> EXERCISE INSTRUCTIONS: Everything in the listing below must be set down again exactly.

> LISTED ENTRIES:
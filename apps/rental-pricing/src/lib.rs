// Allow unwrap/expect in tests - tests should panic on unexpected errors
#![cfg_attr(
    test,
    allow(
        clippy::unwrap_used,
        clippy::expect_used,
        clippy::float_cmp,
        clippy::too_many_lines,
        clippy::needless_pass_by_value
    )
)]

//! Rental Pricing - Rust Core Library
//!
//! Pricing engine for the device-rental back office. Derives a monthly
//! price ladder (3, 6, 12 and 24 month terms) from a device's retail price,
//! its expected depreciation, and business settings stored as named rows in
//! the dashboard's datastore.
//!
//! # Architecture (Clean Architecture + Hexagonal)
//!
//! ## Layers (inside → outside)
//!
//! - **Domain**: Pure business logic, no I/O
//!   - `pricing`: Rounding policy, calculator, settings and result value objects
//!   - `settings`: Setting keys, stored rows, default resolution
//!   - `shared`: `Money` and domain errors
//!
//! - **Application**: Use cases and orchestration
//!   - `ports`: `SettingsRepositoryPort` (driven port to the settings store)
//!   - `use_cases`: `LoadSettings`, `QuoteRentalPricing`
//!   - `dto`: Presentation shapes for the dashboard
//!
//! - **Infrastructure**: Adapters
//!   - `settings_store`: Supabase/PostgREST adapter
//!   - `config`: Dependency injection container
//!
//! - **Configuration**: YAML loading with `${VAR}` interpolation (`config`)
//!   and logging setup (`telemetry`)
//!
//! The calculator is synchronous and stateless. Only settings loading
//! suspends on I/O.

#![forbid(unsafe_code)]
#![warn(missing_docs)]
#![warn(clippy::pedantic)]

// =============================================================================
// Clean Architecture Layers
// =============================================================================

/// Domain layer - Core business logic with no external dependencies.
pub mod domain;

/// Application layer - Use cases and port definitions.
pub mod application;

/// Infrastructure layer - Adapters and external integrations.
pub mod infrastructure;

/// Configuration loading and validation.
pub mod config;

/// Logging setup.
pub mod telemetry;

// =============================================================================
// Re-exports
// =============================================================================

// Domain re-exports
pub use domain::pricing::{
    BusinessSettings, PricingError, PricingInput, PricingResult, RentalPricingCalculator,
    RentalTerm, calculate_rental_pricing, round_up_to_nearest_9,
};
pub use domain::settings::{BusinessSettingRow, SettingColumn, SettingKey};
pub use domain::shared::{DomainError, Money};

// Application re-exports
pub use application::dto::{
    BusinessSettingsDto, PricingResultDto, QuoteRequestDto, TermPriceDto,
};
pub use application::ports::{InMemorySettingsRepository, SettingsError, SettingsRepositoryPort};
pub use application::use_cases::{
    LoadSettingsUseCase, QuoteError, QuoteRentalPricingUseCase, SettingsViewError,
};

// Configuration re-exports
pub use config::{Config, ConfigError, load_config, load_config_from_string};
pub use telemetry::{TelemetryError, init_telemetry};

// Infrastructure re-exports
pub use infrastructure::config::{Container, ContainerError};
pub use infrastructure::settings_store::{
    SupabaseError, SupabaseSettingsConfig, SupabaseSettingsRepository,
};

> SOLUTION:
filename apps/rental-pricing/src/lib.rs
// Allow unwrap/expect in tests - tests should panic on unexpected errors
#![cfg_attr(
    test,
    allow(
        clippy::unwrap_used,
        clippy::expect_used,
        clippy::float_cmp,
        clippy::too_many_lines,
        clippy::needless_pass_by_value
    )
)]

//! Rental Pricing - Rust Core Library
//!
//! Pricing engine for the device-rental back office. Derives a monthly
//! price ladder (3, 6, 12 and 24 month terms) from a device's retail price,
//! its expected depreciation, and business settings stored as named rows in
//! the dashboard's datastore.
//!
//! # Architecture (Clean Architecture + Hexagonal)
//!
//! ## Layers (inside → outside)
//!
//! - **Domain**: Pure business logic, no I/O
//!   - `pricing`: Rounding policy, calculator, settings and result value objects
//!   - `settings`: Setting keys, stored rows, default resolution
//!   - `shared`: `Money` and domain errors
//!
//! - **Application**: Use cases and orchestration
//!   - `ports`: `SettingsRepositoryPort` (driven port to the settings store)
//!   - `use_cases`: `LoadSettings`, `QuoteRentalPricing`
//!   - `dto`: Presentation shapes for the dashboard
//!
//! - **Infrastructure**: Adapters
//!   - `settings_store`: Supabase/PostgREST adapter
//!   - `config`: Dependency injection container
//!
//! - **Configuration**: YAML loading with `${VAR}` interpolation (`config`)
//!   and logging setup (`telemetry`)
//!
//! The calculator is synchronous and stateless. Only settings loading
//! suspends on I/O.

#![forbid(unsafe_code)]
#![warn(missing_docs)]
#![warn(clippy::pedantic)]

// =============================================================================
// Clean Architecture Layers
// =============================================================================

/// Domain layer - Core business logic with no external dependencies.
pub mod domain;

/// Application layer - Use cases and port definitions.
pub mod application;

/// Infrastructure layer - Adapters and external integrations.
pub mod infrastructure;

/// Configuration loading and validation.
pub mod config;

/// Logging setup.
pub mod telemetry;

// =============================================================================
// Re-exports
// =============================================================================

// Domain re-exports
pub use domain::pricing::{
    BusinessSettings, PricingError, PricingInput, PricingResult, RentalPricingCalculator,
    RentalTerm, calculate_rental_pricing, round_up_to_nearest_9,
};
pub use domain::settings::{BusinessSettingRow, SettingColumn, SettingKey};
pub use domain::shared::{DomainError, Money};

// Application re-exports
pub use application::dto::{
    BusinessSettingsDto, PricingResultDto, QuoteRequestDto, TermPriceDto,
};
pub use application::ports::{InMemorySettingsRepository, SettingsError, SettingsRepositoryPort};
pub use application::use_cases::{
    LoadSettingsUseCase, QuoteError, QuoteRentalPricingUseCase, SettingsViewError,
};

// Configuration re-exports
pub use config::{Config, ConfigError, load_config, load_config_from_string};
pub use telemetry::{TelemetryError, init_telemetry};

// Infrastructure re-exports
pub use infrastructure::config::{Container, ContainerError};
pub use infrastructure::settings_store::{
    SupabaseError, SupabaseSettingsConfig, SupabaseSettingsRepository,
};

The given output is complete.